One of the most compelling American athletes of the 20th century died last week. Odds are that you have not heard of Dave Sime. He never played profession­al sports. He took more pride in his post-athletic career as a world-class eye doctor in Miami than anything he accomplish­ed on the fields of play. His name wasn’t even pronounced the way it looks. Forget the “e” — Sime rhymes with him, not lime.

Some readers will remember his son-in-law, Ed McCaffrey, who as a wide receiver won three Super Bowl rings during the 1990s, two with the Denver Broncos and one with the San Francisco 49ers. An even greater number of football fans probably know of his grandson, Christian McCaffrey, the most electric all-purpose back in college last season, leading Stanford to the Pacific-12 title and a victory in the Rose Bowl.
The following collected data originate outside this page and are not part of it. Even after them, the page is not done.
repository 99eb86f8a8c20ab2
//! Error types for numla

use thiserror::Error;

/// Result type alias using numla's Error
pub type Result<T> = std::result::Result<T, Error>;

/// Errors that can occur in numla operations
#[derive(Error, Debug, Clone, PartialEq)]
pub enum Error {
    /// Shape mismatch in an operation
    #[error("Shape mismatch: expected {expected:?}, got {got:?}")]
    ShapeMismatch {
        /// Expected shape as `[rows, cols]`
        expected: Vec<usize>,
        /// Actual shape as `[rows, cols]`
        got: Vec<usize>,
    },

    /// Invalid argument provided to an operation
    #[error("Invalid argument '{arg}': {reason}")]
    InvalidArgument {
        /// The argument name
        arg: &'static str,
        /// Reason for invalidity
        reason: String,
    },

    /// Matrix is not positive definite
    ///
    /// Raised by the Cholesky factorization when a diagonal residual is
    /// negative or has a non-real component beyond tolerance. The algorithm
    /// never takes the square root of such a residual, so a factorization
    /// result can never contain NaN.
    #[error("Matrix is not positive definite at row {row}: {reason}")]
    NotPositiveDefinite {
        /// Row index where the factorization broke down
        row: usize,
        /// What went wrong with the diagonal residual
        reason: &'static str,
    },

    /// Matrix is singular (or numerically so) for the requested operation
    #[error("Singular matrix in '{op}': {reason}")]
    Singular {
        /// The operation name
        op: &'static str,
        /// Why the system has no stable solution
        reason: &'static str,
    },
}

impl Error {
    /// Create a shape mismatch error
    pub fn shape_mismatch(expected: &[usize], got: &[usize]) -> Self {
        Self::ShapeMismatch {
            expected: expected.to_vec(),
            got: got.to_vec(),
        }
    }

    /// Create an invalid argument error
    pub fn invalid_argument(arg: &'static str, reason: impl Into<String>) -> Self {
        Self::InvalidArgument {
            arg,
            reason: reason.into(),
        }
    }

    /// Create a not-positive-definite error
    pub fn not_positive_definite(row: usize, reason: &'static str) -> Self {
        Self::NotPositiveDefinite { row, reason }
    }

    /// Create a singular matrix error
    pub fn singular(op: &'static str, reason: &'static str) -> Self {
        Self::Singular { op, reason }
    }
}
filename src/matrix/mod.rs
//! Dense row-major matrix storage
//!
//! [`Matrix`] is the single storage type used by every algorithm in this
//! crate: a flat `Vec<T>` in row-major order with explicit row/column
//! counts. Inputs to decompositions are taken by shared reference and never
//! mutated; results are freshly allocated.

mod display;

use crate::dtype::Scalar;
use crate::error::{Error, Result};
use std::ops::{Index, IndexMut};

/// Dense row-major matrix over a [`Scalar`] element type.
///
/// Entry `(i, j)` lives at flat index `i * cols + j`. Indexing with a
/// `(row, col)` tuple panics on out-of-bounds access, matching slice
/// indexing semantics; all shape errors between whole matrices are
/// reported through [`Result`] instead.
///
/// ```
/// use numla::matrix::Matrix;
///
/// let a = Matrix::from_vec(vec![1.0, 2.0, 3.0, 4.0], 2, 2).unwrap();
/// assert_eq!(a[(0, 1)], 2.0);
/// assert_eq!(a.transpose()[(0, 1)], 3.0);
/// ```
#[derive(Debug, Clone, PartialEq)]
pub struct Matrix<T> {
    data: Vec<T>,
    rows: usize,
    cols: usize,
}

impl<T: Scalar> Matrix<T> {
    /// Create a matrix from a row-major data vector.
    ///
    /// Fails with [`Error::ShapeMismatch`] if `data.len() != rows * cols`.
    pub fn from_vec(data: Vec<T>, rows: usize, cols: usize) -> Result<Self> {
        if data.len() != rows * cols {
            return Err(Error::shape_mismatch(&[rows, cols], &[data.len()]));
        }
        Ok(Self { data, rows, cols })
    }

    /// Create a zero-filled matrix.
    pub fn zeros(rows: usize, cols: usize) -> Self {
        Self {
            data: vec![T::zero(); rows * cols],
            rows,
            cols,
        }
    }

    /// Create an n×n identity matrix.
    pub fn identity(n: usize) -> Self {
        let mut m = Self::zeros(n, n);
        for i in 0..n {
            m.data[i * n + i] = T::one();
        }
        m
    }

    /// Number of rows.
    pub fn rows(&self) -> usize {
        self.rows
    }

    /// Number of columns.
    pub fn cols(&self) -> usize {
        self.cols
    }

    /// Shape as `(rows, cols)`.
    pub fn shape(&self) -> (usize, usize) {
        (self.rows, self.cols)
    }

    /// Whether the matrix is square.
    pub fn is_square(&self) -> bool {
        self.rows == self.cols
    }

    /// Row-major element slice.
    pub fn as_slice(&self) -> &[T] {
        &self.data
    }

    /// Transpose: `B[j, i] = A[i, j]`.
    pub fn transpose(&self) -> Self {
        let mut out = Self::zeros(self.cols, self.rows);
        for i in 0..self.rows {
            for j in 0..self.cols {
                out.data[j * self.rows + i] = self.data[i * self.cols + j];
            }
        }
        out
    }

    /// Conjugate (Hermitian) transpose: `B[j, i] = conj(A[i, j])`.
    pub fn conjugate_transpose(&self) -> Self {
        let mut out = Self::zeros(self.cols, self.rows);
        for i in 0..self.rows {
            for j in 0..self.cols {
                out.data[j * self.rows + i] = self.data[i * self.cols + j].conj();
            }
        }
        out
    }

    /// Matrix product `A @ B`.
    ///
    /// Fails with [`Error::ShapeMismatch`] if the inner dimensions differ.
    pub fn matmul(&self, other: &Self) -> Result<Self> {
        if self.cols != other.rows {
            return Err(Error::shape_mismatch(
                &[self.cols, other.cols],
                &[other.rows, other.cols],
            ));
        }
        let mut out = Self::zeros(self.rows, other.cols);
        for i in 0..self.rows {
            for k in 0..self.cols {
                let a_ik = self.data[i * self.cols + k];
                for j in 0..other.cols {
                    let prod = a_ik * other.data[k * other.cols + j];
                    out.data[i * other.cols + j] = out.data[i * other.cols + j] + prod;
                }
            }
        }
        Ok(out)
    }

    /// Matrix-vector product `A @ v`.
    pub fn matvec(&self, v: &[T]) -> Result<Vec<T>> {
        if v.len() != self.cols {
            return Err(Error::shape_mismatch(&[self.cols], &[v.len()]));
        }
        let mut out = vec![T::zero(); self.rows];
        for i in 0..self.rows {
            let mut sum = T::zero();
            for j in 0..self.cols {
                sum = sum + self.data[i * self.cols + j] * v[j];
            }
            out[i] = sum;
        }
        Ok(out)
    }

    /// Element-wise difference `A - B`.
    pub fn sub(&self, other: &Self) -> Result<Self> {
        if self.shape() != other.shape() {
            return Err(Error::shape_mismatch(
                &[self.rows, self.cols],
                &[other.rows, other.cols],
            ));
        }
        let data = self
            .data
            .iter()
            .zip(other.data.iter())
            .map(|(&a, &b)| a - b)
            .collect();
        Ok(Self {
            data,
            rows: self.rows,
            cols: self.cols,
        })
    }

    /// Frobenius norm: `sqrt(Σ |A[i,j]|²)`.
    pub fn frobenius_norm(&self) -> f64 {
        self.data
            .iter()
            .map(|x| {
                let m = x.modulus();
                m * m
            })
            .sum::<f64>()
            .sqrt()
    }

    /// Largest element modulus.
    pub fn max_modulus(&self) -> f64 {
        self.data.iter().map(Scalar::modulus).fold(0.0, f64::max)
    }

    /// Check the Hermitian property `A[i, j] == conj(A[j, i])` within an
    /// absolute tolerance.
    ///
    /// The Cholesky factorization documents this as a precondition without
    /// enforcing it; callers that care can validate up front.
    pub fn is_hermitian(&self, tol: f64) -> bool {
        if !self.is_square() {
            return false;
        }
        for i in 0..self.rows {
            for j in 0..=i {
                let diff = self.data[i * self.cols + j] - self.data[j * self.cols + i].conj();
                if diff.modulus() > tol {
                    return false;
                }
            }
        }
        true
    }
}

impl<T> Index<(usize, usize)> for Matrix<T> {
    type Output = T;

    #[inline]
    fn index(&self, (i, j): (usize, usize)) -> &T {
        assert!(i < self.rows && j < self.cols, "matrix index out of bounds");
        &self.data[i * self.cols + j]
    }
}

impl<T> IndexMut<(usize, usize)> for Matrix<T> {
    #[inline]
    fn index_mut(&mut self, (i, j): (usize, usize)) -> &mut T {
        assert!(i < self.rows && j < self.cols, "matrix index out of bounds");
        &mut self.data[i * self.cols + j]
    }
}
But when David William Sime died of a heart attack at age 79, it brought to a close a singular life story that played out on the world’s stage. For a time in the mid-1950s, Sime was considered the fastest man in the world. He ended up with only one Olympic silver medal to his name, but if not for various misfortune­s — an injury, the questionab­le ethics of a haughty West German opponent who beat him at the tape and the disqualifi­cation of a relay teammate — Sime might have won three golds, one in Melbourne in 1956 and two in Rome in 1960. And if not for what he considered the brusque, off-putting behavior of an intelligen­ce agent at a restaurant on the Via Merulana, he might have returned from Rome with a more important prize, the defection of a Soviet athlete.
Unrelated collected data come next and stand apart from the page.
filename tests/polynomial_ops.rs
//! Integration tests for polynomial fitting and evaluation

mod common;

use common::assert_allclose_f64;
use numla::error::Error;
use numla::polynomial::{polyfit, polyval};

#[test]
fn test_polyfit_cubic_waypoints() {
    // Six waypoints that are nearly cubic; an order-3 least-squares fit
    // should pass within 1e-2 of every sample.
    let xvals = [9.261977, -2.06803, -19.6663, -36.868, -51.6263, -66.3482];
    let yvals = [5.17, -2.25, -15.306, -29.46, -42.85, -57.6116];

    let coeffs = polyfit(&xvals, &yvals, 3).unwrap();
    assert_eq!(coeffs.len(), 4);

    for (&x, &y) in xvals.iter().zip(yvals.iter()) {
        let fitted = polyval(&coeffs, x);
        assert!(
            (fitted - y).abs() < 1e-2,
            "residual at x={}: fitted {} vs sample {}",
            x,
            fitted,
            y
        );
    }
}

#[test]
fn test_polyfit_recovers_exact_cubic() {
    // Samples drawn from p(x) = 1 - 2x + 0.5x² + 3x³ must reproduce the
    // coefficients themselves, not just the values.
    let truth = [1.0, -2.0, 0.5, 3.0];
    let xvals: Vec<f64> = (0..6).map(|i| -2.0 + i as f64).collect();
    let yvals: Vec<f64> = xvals.iter().map(|&x| polyval(&truth, x)).collect();

    let coeffs = polyfit(&xvals, &yvals, 3).unwrap();
    assert_allclose_f64(&coeffs, &truth, 1e-8, 1e-8, "cubic coefficients");
}

#[test]
fn test_polyfit_line_through_two_points() {
    // Interpolation case: order + 1 == sample count
    let coeffs = polyfit(&[1.0, 3.0], &[2.0, 8.0], 1).unwrap();
    assert_allclose_f64(&coeffs, &[-1.0, 3.0], 1e-10, 1e-10, "line coefficients");
}

#[test]
fn test_polyfit_overdetermined_smooths_noise() {
    // Noisy line: the fit must land between the perturbed samples
    let xvals = [0.0, 1.0, 2.0, 3.0, 4.0, 5.0];
    let yvals = [0.1, 0.9, 2.1, 2.9, 4.1, 4.9];
    let coeffs = polyfit(&xvals, &yvals, 1).unwrap();
    assert!((coeffs[0]).abs() < 0.2);
    assert!((coeffs[1] - 1.0).abs() < 0.05);
}

#[test]
fn test_polyval_horner_matches_powers() {
    let coeffs = [3.0, 0.0, -1.0, 2.0, 0.25];
    for &x in &[-2.5_f64, -1.0, 0.0, 0.5, 3.0] {
        let direct: f64 = coeffs
            .iter()
            .enumerate()
            .map(|(i, &c)| c * x.powi(i as i32))
            .sum();
        assert!((polyval(&coeffs, x) - direct).abs() < 1e-10);
    }
}

#[test]
fn test_polyfit_rejects_length_mismatch() {
    assert!(matches!(
        polyfit(&[1.0, 2.0, 3.0], &[1.0, 2.0], 1),
        Err(Error::ShapeMismatch { .. })
    ));
}

#[test]
fn test_polyfit_rejects_order_zero() {
    assert!(matches!(
        polyfit(&[1.0, 2.0], &[1.0, 2.0], 0),
        Err(Error::InvalidArgument { .. })
    ));
}

#[test]
fn test_polyfit_rejects_underdetermined_order() {
    // order + 1 coefficients need at least order + 1 samples
    assert!(matches!(
        polyfit(&[1.0, 2.0, 3.0], &[1.0, 2.0, 3.0], 3),
        Err(Error::InvalidArgument { .. })
    ));
}

#[test]
fn test_polyfit_repeated_abscissas_singular() {
    let x = [2.0, 2.0, 2.0];
    let y = [1.0, 2.0, 3.0];
    assert!(matches!(polyfit(&x, &y, 2), Err(Error::Singular { .. })));
}
//! Message parser - Turns raw chat text into dispatchable messages

use crate::domain::entities::{Message, User};

/// Decides whether text is addressed to the bot and splits command tokens
pub struct MessageParser {
    command_prefix: String,
    alias: Option<String>,
}

impl MessageParser {
    pub fn new(prefix: impl Into<String>) -> Self {
        Self {
            command_prefix: prefix.into(),
            alias: None,
        }
    }

    /// Also treat `<alias>: ...` and `@<alias> ...` as addressed to the bot
    pub fn with_alias(mut self, alias: impl Into<String>) -> Self {
        self.alias = Some(alias.into());
        self
    }

    /// Parse a line of chat text.
    ///
    /// `direct` marks one-to-one conversations, where everything is for the
    /// bot. Otherwise the text must carry the command prefix or mention the
    /// alias. Only messages for the bot get `args`.
    pub fn parse(
        &self,
        chat_id: impl Into<String>,
        text: impl Into<String>,
        sender: Option<User>,
        direct: bool,
    ) -> Message {
        let text = text.into();
        let mut msg = Message::new(chat_id, text.clone());
        msg.sender = sender;

        let cmd_text = match self.strip_address(text.trim()) {
            Some(rest) => Some(rest),
            None if direct => Some(text.trim()),
            None => None,
        };

        if let Some(cmd_text) = cmd_text {
            msg.to_bot = true;
            msg.args = cmd_text.split_whitespace().map(str::to_string).collect();
        }
        msg
    }

    fn strip_address<'a>(&self, text: &'a str) -> Option<&'a str> {
        if !self.command_prefix.is_empty() {
            if let Some(rest) = text.strip_prefix(self.command_prefix.as_str()) {
                return Some(rest);
            }
        }

        let alias = self.alias.as_deref()?;
        text.strip_prefix('@')
            .unwrap_or(text)
            .strip_prefix(alias)
            .and_then(|rest| rest.strip_prefix(':').or_else(|| rest.strip_prefix(' ')))
            .map(str::trim_start)
    }
}
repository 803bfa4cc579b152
//! Platform adapters

pub mod console;

pub use console::ConsoleAdapter;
If his grandson can do it all in football, it was Sime who set the standard for all-purpose. As a 13-year-old from Fairview, New Jersey, he won a speed-skating contest at Madison Square Garden, an accomplish­ment that made the front page of the New York Daily News. This despite the fact that he hated to skate. He was so talented at football that he was recruited to play at West Point by an assistant coach named Vince Lombardi (and later drafted by the Detroit Lions).
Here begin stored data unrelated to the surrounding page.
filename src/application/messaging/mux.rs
//! Message dispatcher - Routes messages to raw, command and hears handlers

use std::collections::HashMap;
use std::sync::Arc;

use axum::body::Body;
use axum::http::{Request, Response, StatusCode};
use axum::Router;
use async_trait::async_trait;
use regex_lite::Regex;
use tokio::sync::RwLock;
use tokio_util::sync::CancellationToken;
use tracing::{debug, info, warn};

use crate::application::errors::{BotError, CommandError};
use crate::application::services::HelpCommand;
use crate::domain::entities::Message;
use crate::domain::traits::{
    BackgroundHandler, CommandHandler, Handler, HearsHandler, HttpHandler, RawHandler,
};

use super::invoke::{run_background, run_command, run_hears, run_http, run_raw};
use super::{CommandMux, ResponseWriter};

/// Everything guarded by the mux lock
struct Registry {
    handlers: Vec<Arc<dyn Handler>>,
    raw: Vec<Arc<dyn RawHandler>>,
    background: Vec<Arc<dyn BackgroundHandler>>,
    /// Keyed by pattern identity; equal patterns in separate `Arc`s get
    /// separate entries
    hears: Vec<(Arc<Regex>, Vec<Arc<dyn HearsHandler>>)>,
    cmds: Arc<CommandMux>,
    http: HashMap<String, Arc<dyn HttpHandler>>,
}

/// Multiplexes messages to a set of command, hears and raw handlers, and
/// web requests to HTTP handlers.
///
/// `handle` runs under a shared lock, so concurrent dispatches never wait on
/// each other; registration takes the lock exclusively. A handler must not
/// register new handlers on the mux that is currently dispatching to it.
pub struct Mux {
    name: String,
    desc: String,
    inner: RwLock<Registry>,
}

impl Mux {
    /// Create a mux with a `help` command already registered
    pub fn new(name: impl Into<String>, desc: impl Into<String>) -> Self {
        let name = name.into();
        let desc = desc.into();
        let cmds = CommandMux::new(None);
        cmds.add_command(Arc::new(HelpCommand::new(&name, &desc, &cmds)));

        Self {
            name,
            desc,
            inner: RwLock::new(Registry {
                handlers: Vec::new(),
                raw: Vec::new(),
                background: Vec::new(),
                hears: Vec::new(),
                cmds,
                http: HashMap::new(),
            }),
        }
    }

    pub fn name(&self) -> &str {
        &self.name
    }

    /// Register a handler under every kind it supports.
    ///
    /// Fails with `BotError::UnusableHandler` when `h` implements none of
    /// them.
    pub async fn add(&self, h: Arc<dyn Handler>) -> Result<(), BotError> {
        let mut used = false;

        if let Some(rh) = h.clone().as_raw() {
            self.add_raw(rh).await;
            used = true;
        }
        if let Some(bh) = h.clone().as_background() {
            self.add_background(bh).await;
            used = true;
        }
        if let Some(ch) = h.clone().as_command() {
            self.add_command(ch).await;
            used = true;
        }
        if let Some(hh) = h.clone().as_hears() {
            self.add_hears(hh).await;
            used = true;
        }
        if let Some(wh) = h.clone().as_http() {
            self.add_http(wh).await;
            used = true;
        }

        if !used {
            return Err(BotError::UnusableHandler(h.describe().0));
        }

        self.inner.write().await.handlers.push(h);
        Ok(())
    }

    /// Every handler registered through `add`
    pub async fn handlers(&self) -> Vec<Arc<dyn Handler>> {
        self.inner.read().await.handlers.clone()
    }

    /// Register a handler that sees every message
    pub async fn add_raw(&self, h: Arc<dyn RawHandler>) {
        info!("Registering raw handler: {}", h.describe().0);
        self.inner.write().await.raw.push(h);
    }

    /// Register a handler to be started by `start_background`
    pub async fn add_background(&self, h: Arc<dyn BackgroundHandler>) {
        info!("Registering background handler: {}", h.describe().0);
        self.inner.write().await.background.push(h);
    }

    /// Register a handler for messages matching its pattern
    pub async fn add_hears(&self, h: Arc<dyn HearsHandler>) {
        let re = h.hears();
        info!("Registering hears handler: {} ({})", h.describe().0, re.as_str());

        let mut inner = self.inner.write().await;
        match inner.hears.iter_mut().find(|(r, _)| Arc::ptr_eq(r, &re)) {
            Some((_, hhs)) => hhs.push(h),
            None => inner.hears.push((re, vec![h])),
        }
    }

    /// Register a command at the top of the command tree. The returned node
    /// accepts sub-commands.
    pub async fn add_command(&self, h: Arc<dyn CommandHandler>) -> Arc<CommandMux> {
        info!("Registering command handler: {}", h.describe().0);
        let inner = self.inner.write().await;
        inner.cmds.add_command(h)
    }

    /// Register a web handler at `/<mux-name>/<handler-name>` and return
    /// that path. A later handler with the same name replaces this one.
    pub async fn add_http(&self, h: Arc<dyn HttpHandler>) -> String {
        let (n, _) = h.describe();
        let path = format!("/{}/{}", self.name, n);
        info!("Registering HTTP handler: {}", path);

        self.inner.write().await.http.insert(path.clone(), h);
        path
    }

    /// The root of the command tree
    pub async fn commands(&self) -> Arc<CommandMux> {
        self.inner.read().await.cmds.clone()
    }

    /// Start every background handler as its own task. Returns at once;
    /// cancelling `ctx` is how the tasks are told to stop.
    pub async fn start_background(&self, ctx: &CancellationToken, w: &ResponseWriter) {
        let inner = self.inner.read().await;
        for h in &inner.background {
            tokio::spawn(run_background(h.clone(), ctx.clone(), w.clone()));
        }
    }

    /// Dispatch one message.
    ///
    /// Raw handlers are spawned first and not awaited. If the message is
    /// addressed to the bot the command tree runs next, then every matching
    /// hears handler unless the command returned `SkipHears`. A command error
    /// is written back as `error, <details>` unless some hears handler
    /// reported the message handled. Failures never escape to the caller.
    pub async fn handle(&self, ctx: &CancellationToken, w: &ResponseWriter, m: &Message) {
        let inner = self.inner.read().await;

        for rh in &inner.raw {
            tokio::spawn(run_raw(rh.clone(), ctx.clone(), w.clone(), m.clone()));
        }

        let mut err = None;
        if m.to_bot {
            let mut mc = m.clone();
            if let Err(e) = run_command(ctx, inner.cmds.as_ref(), w, &mut mc).await {
                err = Some(e);
            }
        }

        if err == Some(CommandError::SkipHears) {
            debug!("Command requested no hears processing for {}", m.id);
            return;
        }

        for (_, hhs) in &inner.hears {
            for hh in hhs {
                if run_hears(ctx, hh.as_ref(), w, m.clone()).await {
                    err = None;
                }
            }
        }

        if let Some(e) = err {
            debug!("Command failed for {}: {}", m.id, e);
            if let Err(we) = w.send(format!("error, {}", e)) {
                warn!("Could not report error to {}: {}", w.chat_id(), we);
            }
        }
    }

    /// Route a web request to the handler bound to its exact path
    pub async fn serve_http(&self, req: Request<Body>) -> Response<Body> {
        let h = self.inner.read().await.http.get(req.uri().path()).cloned();
        match h {
            Some(h) => run_http(h.as_ref(), req).await,
            None => {
                let mut resp = Response::new(Body::from("404 page not found"));
                *resp.status_mut() = StatusCode::NOT_FOUND;
                resp
            }
        }
    }

    /// An axum router forwarding every request to `serve_http`, for mounting
    /// into a host server
    pub fn router(self: Arc<Self>) -> Router {
        Router::new().fallback(move |req: Request<Body>| {
            let mux = self.clone();
            async move { mux.serve_http(req).await }
        })
    }
}

impl Handler for Mux {
    fn describe(&self) -> (String, String) {
        (self.name.clone(), self.desc.clone())
    }

    fn as_raw(self: Arc<Self>) -> Option<Arc<dyn RawHandler>> {
        Some(self)
    }

    fn as_http(self: Arc<Self>) -> Option<Arc<dyn HttpHandler>> {
        Some(self)
    }
}

/// A mux registered in another mux sees every message the outer one receives
#[async_trait]
impl RawHandler for Mux {
    async fn handle(
        &self,
        ctx: CancellationToken,
        w: ResponseWriter,
        m: Message,
    ) -> Result<(), BotError> {
        Mux::handle(self, &ctx, &w, &m).await;
        Ok(())
    }
}

#[async_trait]
impl HttpHandler for Mux {
    async fn serve_http(&self, req: Request<Body>) -> Response<Body> {
        Mux::serve_http(self, req).await
    }
}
His favorite sport was basketball, the game of his father, who had played briefly for the old Original Celtics based in New York. But when he enrolled at Duke University, it was not for football or basketball but to roam center field on the baseball team, and once at Duke, his raw speed led him to the track and national stardom in the dashes.

Sime taught himself the art of sprinting by reading every book on the subject in the university library. In the Jim Crow South, the big redhead often trained privately alongside track stars at Durham’s historical­ly black college, North Carolina Central, including its world-renowned hurdler, Lee Calhoun.